En el 2012, dio el salto al Villarreal B, donde estuvo dos temporadas entrenando ya en Segunda División B. En esa primera campaña logró un noveno puesto con el filial castellonense y en la segunda un undécimo lugar en la tabla clasificatoria. Tras dos años en Villarreal, Planagumà regresó a Barcelona para dirigir al Espanyol B. En la 2014/2015 obtuvo de nuevo un undécimo puesto con el conjunto perico y al año siguiente dejó al equipo en décimo segunda posición.

Después de cuatro años consecutivos en el grupo 3 de Segunda B en los filiales del Espanyol y Villarreal, firmó por el Granada B en la 2016/2017. Allí consiguió un octavo puesto y el récord goleador del filial nazarí en esta categoría. En ese año le dio tiempo, además, a debutar en Primera División de manera interna, tras hacerse cargo del primer equipo en la jornada 7 ante el Leganés tras la destitución de Paco Jémez. La temporada pasada, dejó los filiales para entrenar al UCAM Murcia, pero allí solo duró 14 jornadas.

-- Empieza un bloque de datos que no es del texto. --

// src/dungeon/src/obstacles.rs
//! 障碍物层
//!
//! 与格子矩阵平行的一层，每个格子要么为空，要么放着一个物体及其贴图变体。
//! 布置时不看格子类型；只有房间里的障碍物会挡路（见 `SpatialGrid`）。

use error::ConfigurationError;
use serde::{Deserialize, Serialize};
use strum::{Display, EnumIter};

use crate::grid::{Position, cell_count};
use crate::rng::DungeonRng;
use crate::variants::VariantField;

/// Keeps the fill draws off the stream the variant fields use.
const FILL_STREAM: u64 = 0x6F62_7374_6163_6C65;

/// 物体种类
#[derive(Clone, Copy, Debug, PartialEq, Eq, Hash, Display, EnumIter, Serialize, Deserialize)]
pub enum ObjectKind {
    Crate,
    Bones,
    Cobweb,
}

impl ObjectKind {
    pub const fn variants(self) -> u32 {
        match self {
            ObjectKind::Crate => 4,
            ObjectKind::Bones => 2,
            ObjectKind::Cobweb => 2,
        }
    }
}

/// 一个格子上的物体
#[derive(Clone, Copy, Debug, PartialEq, Eq, Hash, Serialize, Deserialize)]
pub struct Obstacle {
    pub kind: ObjectKind,
    pub variant: u32,
}

/// 障碍物布置参数
#[derive(Clone, Debug, PartialEq, Serialize, Deserialize)]
#[serde(default)]
pub struct ObstacleConfig {
    pub kinds: Vec<ObjectKind>,
    /// 每个格子放置物体的概率
    pub fill: f64,
}

impl Default for ObstacleConfig {
    fn default() -> Self {
        Self {
            kinds: vec![ObjectKind::Crate],
            fill: 0.25,
        }
    }
}

impl ObstacleConfig {
    /// 装饰层：稀疏、不挡路
    pub fn decorations() -> Self {
        Self {
            kinds: vec![ObjectKind::Bones, ObjectKind::Cobweb],
            fill: 0.02,
        }
    }

    pub fn validate(&self) -> Result<(), ConfigurationError> {
        if !(0.0..=1.0).contains(&self.fill) {
            return Err(ConfigurationError::InvalidFill(self.fill));
        }
        Ok(())
    }
}

/// `Option<Obstacle>` per cell; outside the bounds there is never one.
#[derive(Clone, Debug, PartialEq, Eq, Serialize, Deserialize)]
pub struct ObstacleLayer {
    width: i32,
    height: i32,
    cells: Vec<Option<Obstacle>>,
}

impl ObstacleLayer {
    pub fn empty(width: i32, height: i32) -> Self {
        let width = width.max(0);
        let height = height.max(0);
        Self {
            width,
            height,
            cells: vec![None; cell_count(width, height)],
        }
    }

    /// Scatters objects independently per cell with probability `fill`.
    ///
    /// Every kind gets its own variant field seeded with `seed`; the kind
    /// for a placed cell is drawn uniformly when more than one is configured.
    pub fn scatter(
        width: i32,
        height: i32,
        config: &ObstacleConfig,
        seed: u64,
    ) -> Result<Self, ConfigurationError> {
        config.validate()?;
        let mut layer = Self::empty(width, height);
        if config.kinds.is_empty() {
            return Ok(layer);
        }

        let fields: Vec<VariantField> = config
            .kinds
            .iter()
            .map(|kind| VariantField::generate(width, height, kind.variants(), seed))
            .collect();

        let mut rng = DungeonRng::new(seed ^ FILL_STREAM);
        for y in 0..layer.height {
            for x in 0..layer.width {
                if rng.random_f64() > config.fill {
                    continue;
                }
                let pick = if config.kinds.len() > 1 {
                    rng.random_range(0..config.kinds.len())
                } else {
                    0
                };
                let pos = Position::new(x, y);
                layer.place(
                    pos,
                    Obstacle {
                        kind: config.kinds[pick],
                        variant: fields[pick].get(pos),
                    },
                );
            }
        }
        Ok(layer)
    }

    fn index(&self, pos: Position) -> Option<usize> {
        (pos.x >= 0 && pos.y >= 0 && pos.x < self.width && pos.y < self.height)
            .then(|| pos.y as usize * self.width as usize + pos.x as usize)
    }

    /// 在格子上放置物体（越界忽略）
    pub fn place(&mut self, pos: Position, obstacle: Obstacle) {
        if let Some(idx) = self.index(pos) {
            self.cells[idx] = Some(obstacle);
        }
    }

    /// Clears a cell, returning what was there.
    pub fn remove(&mut self, pos: Position) -> Option<Obstacle> {
        let idx = self.index(pos)?;
        self.cells[idx].take()
    }

    pub fn get(&self, pos: Position) -> Option<Obstacle> {
        self.index(pos).and_then(|idx| self.cells[idx])
    }

    pub fn has_obstacle(&self, pos: Position) -> bool {
        self.get(pos).is_some()
    }

    pub fn count(&self) -> usize {
        self.cells.iter().filter(|c| c.is_some()).count()
    }

    pub fn width(&self) -> i32 {
        self.width
    }

    pub fn height(&self) -> i32 {
        self.height
    }
}

#[cfg(test)]
mod tests {
    use super::*;

    #[test]
    fn zero_fill_places_nothing_and_full_fill_everything() {
        let none = ObstacleConfig {
            fill: 0.0,
            ..ObstacleConfig::default()
        };
        assert_eq!(ObstacleLayer::scatter(20, 20, &none, 1).unwrap().count(), 0);

        let all = ObstacleConfig {
            fill: 1.0,
            ..ObstacleConfig::default()
        };
        assert_eq!(ObstacleLayer::scatter(20, 20, &all, 1).unwrap().count(), 400);
    }

    #[test]
    fn fill_rate_is_roughly_respected() {
        let layer = ObstacleLayer::scatter(100, 100, &ObstacleConfig::default(), 42).unwrap();
        let rate = layer.count() as f64 / 10_000.0;
        assert!((0.2..0.3).contains(&rate), "rate {rate}");
    }

    #[test]
    fn placed_variants_respect_their_kind() {
        let layer =
            ObstacleLayer::scatter(60, 40, &ObstacleConfig::decorations(), 8).unwrap();
        for y in 0..40 {
            for x in 0..60 {
                if let Some(obstacle) = layer.get(Position::new(x, y)) {
                    assert!(obstacle.variant < obstacle.kind.variants());
                    assert_ne!(obstacle.kind, ObjectKind::Crate);
                }
            }
        }
    }

    #[test]
    fn invalid_fill_is_rejected() {
        let config = ObstacleConfig {
            fill: 1.2,
            ..ObstacleConfig::default()
        };
        assert_eq!(
            ObstacleLayer::scatter(5, 5, &config, 0),
            Err(ConfigurationError::InvalidFill(1.2))
        );
    }

    #[test]
    fn nothing_outside_the_layer() {
        let mut layer = ObstacleLayer::empty(3, 3);
        layer.place(Position::new(5, 5), Obstacle {
            kind: ObjectKind::Crate,
            variant: 0,
        });
        assert_eq!(layer.count(), 0);
        assert!(!layer.has_obstacle(Position::new(-1, 0)));
    }
}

Equipo aguerrido y competitivo
«Sé que vengo a un club grande del futbol español» L. Planagumà

“Sé que vengo a un club grande del fútbol español”, fueron sus primeras palabras tras aterrizar en Alicante. Reconoce que tuvo ofertas de otros equipos, pero que no dudó en ningún momento tras recibir la llamada de Javier Portillo. Este técnico se define como una persona trabajadora, que intenta estar cerca de la gente para conocerla, y admite que el club necesita unión, trabajo y valorar los pequeños detalles.

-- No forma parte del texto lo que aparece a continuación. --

// src/dungeon/src/variants.rs
//! 贴图变体分配
//!
//! 每个格子预先抽取一个变体编号，渲染时按编号挑选字形和颜色，
//! 同一个种子得到同一张“花纹”。

use serde::{Deserialize, Serialize};
use strum::{Display, EnumIter};

use crate::grid::{Position, TileType, cell_count};
use crate::rng::DungeonRng;

/// 地面贴图种类
#[derive(Clone, Copy, Debug, PartialEq, Eq, Hash, Display, EnumIter, Serialize, Deserialize)]
pub enum TileTexture {
    Wall,
    Room,
    Corridor,
}

impl TileTexture {
    /// 每种贴图可用的变体数量
    pub const fn variants(self) -> u32 {
        match self {
            TileTexture::Wall => 1,
            TileTexture::Room => 3,
            TileTexture::Corridor => 4,
        }
    }

    pub fn for_tile(tile: TileType) -> Self {
        match tile {
            TileType::Empty => TileTexture::Wall,
            TileType::Room => TileTexture::Room,
            TileType::Corridor => TileTexture::Corridor,
        }
    }
}

/// 角色贴图种类
#[derive(Clone, Copy, Debug, PartialEq, Eq, Hash, Display, EnumIter, Serialize, Deserialize)]
pub enum ActorSprite {
    Player,
    Enemy,
}

impl ActorSprite {
    pub const fn variants(self) -> u32 {
        match self {
            ActorSprite::Player => 1,
            ActorSprite::Enemy => 3,
        }
    }
}

/// Per-cell variant indices in `[0, variants)`.
#[derive(Clone, Debug, PartialEq, Eq, Serialize, Deserialize)]
pub struct VariantField {
    width: i32,
    height: i32,
    values: Vec<u32>,
}

impl VariantField {
    /// 所有格子都取变体 0
    pub fn zeros(width: i32, height: i32) -> Self {
        let width = width.max(0);
        let height = height.max(0);
        Self {
            width,
            height,
            values: vec![0; cell_count(width, height)],
        }
    }

    /// One uniform draw per cell; a single-variant texture draws nothing.
    pub fn generate(width: i32, height: i32, variants: u32, seed: u64) -> Self {
        let mut field = Self::zeros(width, height);
        if variants > 1 {
            let mut rng = DungeonRng::new(seed);
            for value in field.values.iter_mut() {
                *value = rng.random_range(0..variants);
            }
        }
        field
    }

    /// 越界返回 0
    pub fn get(&self, pos: Position) -> u32 {
        if pos.x < 0 || pos.y < 0 || pos.x >= self.width || pos.y >= self.height {
            return 0;
        }
        self.values[pos.y as usize * self.width as usize + pos.x as usize]
    }

    pub fn max_value(&self) -> u32 {
        self.values.iter().copied().max().unwrap_or(0)
    }
}

/// 墙、房间、走廊三张变体表
#[derive(Clone, Debug, PartialEq, Eq, Serialize, Deserialize)]
pub struct TextureFields {
    pub wall: VariantField,
    pub room: VariantField,
    pub corridor: VariantField,
}

impl TextureFields {
    /// Room uses `seed`, corridor `seed + 1`, wall `seed + 2`.
    pub fn generate(width: i32, height: i32, seed: u64) -> Self {
        Self {
            room: VariantField::generate(width, height, TileTexture::Room.variants(), seed),
            corridor: VariantField::generate(
                width,
                height,
                TileTexture::Corridor.variants(),
                seed.wrapping_add(1),
            ),
            wall: VariantField::generate(
                width,
                height,
                TileTexture::Wall.variants(),
                seed.wrapping_add(2),
            ),
        }
    }

    /// 根据格子类型查询变体
    pub fn variant(&self, tile: TileType, pos: Position) -> u32 {
        match TileTexture::for_tile(tile) {
            TileTexture::Wall => self.wall.get(pos),
            TileTexture::Room => self.room.get(pos),
            TileTexture::Corridor => self.corridor.get(pos),
        }
    }
}

#[cfg(test)]
mod tests {
    use super::*;
    use strum::IntoEnumIterator;

    #[test]
    fn single_variant_field_is_all_zero() {
        let field = VariantField::generate(10, 10, 1, 99);
        assert_eq!(field.max_value(), 0);
    }

    #[test]
    fn variants_stay_below_the_count() {
        for texture in TileTexture::iter() {
            let field = VariantField::generate(30, 20, texture.variants(), 5);
            assert!(field.max_value() < texture.variants());
        }
    }

    #[test]
    fn same_seed_same_field() {
        assert_eq!(
            VariantField::generate(16, 8, 4, 77),
            VariantField::generate(16, 8, 4, 77)
        );
        assert_ne!(
            VariantField::generate(16, 8, 4, 77),
            VariantField::generate(16, 8, 4, 78)
        );
    }

    #[test]
    fn out_of_range_lookup_is_variant_zero() {
        let field = VariantField::generate(4, 4, 4, 1);
        assert_eq!(field.get(Position::new(-3, 2)), 0);
        assert_eq!(field.get(Position::new(2, 40)), 0);
    }
}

Sobre el estilo de juego que tratará de implementar en el Hércules, el nuevo entrenador blanquiazul aseguró que “vamos a tratar de ser un equipo competitivo, ser protagonistas tanto dentro como fuera de casa”. La clave, según el catalán, generar hábitos en los entrenamientos. “Tenemos que ser un equipo aguerrido, comprometido, exigente y dominador”, sentenció en su presentación.

Objetivos

En primer lugar, Planagumà, junto a Javier Portillo, tienen la tarea por delante de confeccionar una plantilla competitiva para conseguir, como mínimo, la clasificación para el playoff. Esta temporada tanto el Mallorca como el Elche han ascendido de categoría, por lo que el nivel de exigencia puede ser algo inferior a la temporada pasada. Además, no habrá rivales con campos de césped artificial por lo que, en ese sentido, es una noticia que podría beneficiar a los alicantinos. Otro de los aspectos positivos es que habrá hasta siete filiales, equipos que conoce a la perfección.

Conseguir una regularidad en el Rico Pérez es otro de los objetivos marcados a fuego para Planagumà, después de dos temporadas consecutivas con unos pobres números en el coliseo blanquiazul. Por otro lado, otro de sus deberes será el volver a ilusionar a una afición que, en los últimos años, ha sufrido más penas que glorias. Su propuesta futbolística y los resultados serán clave.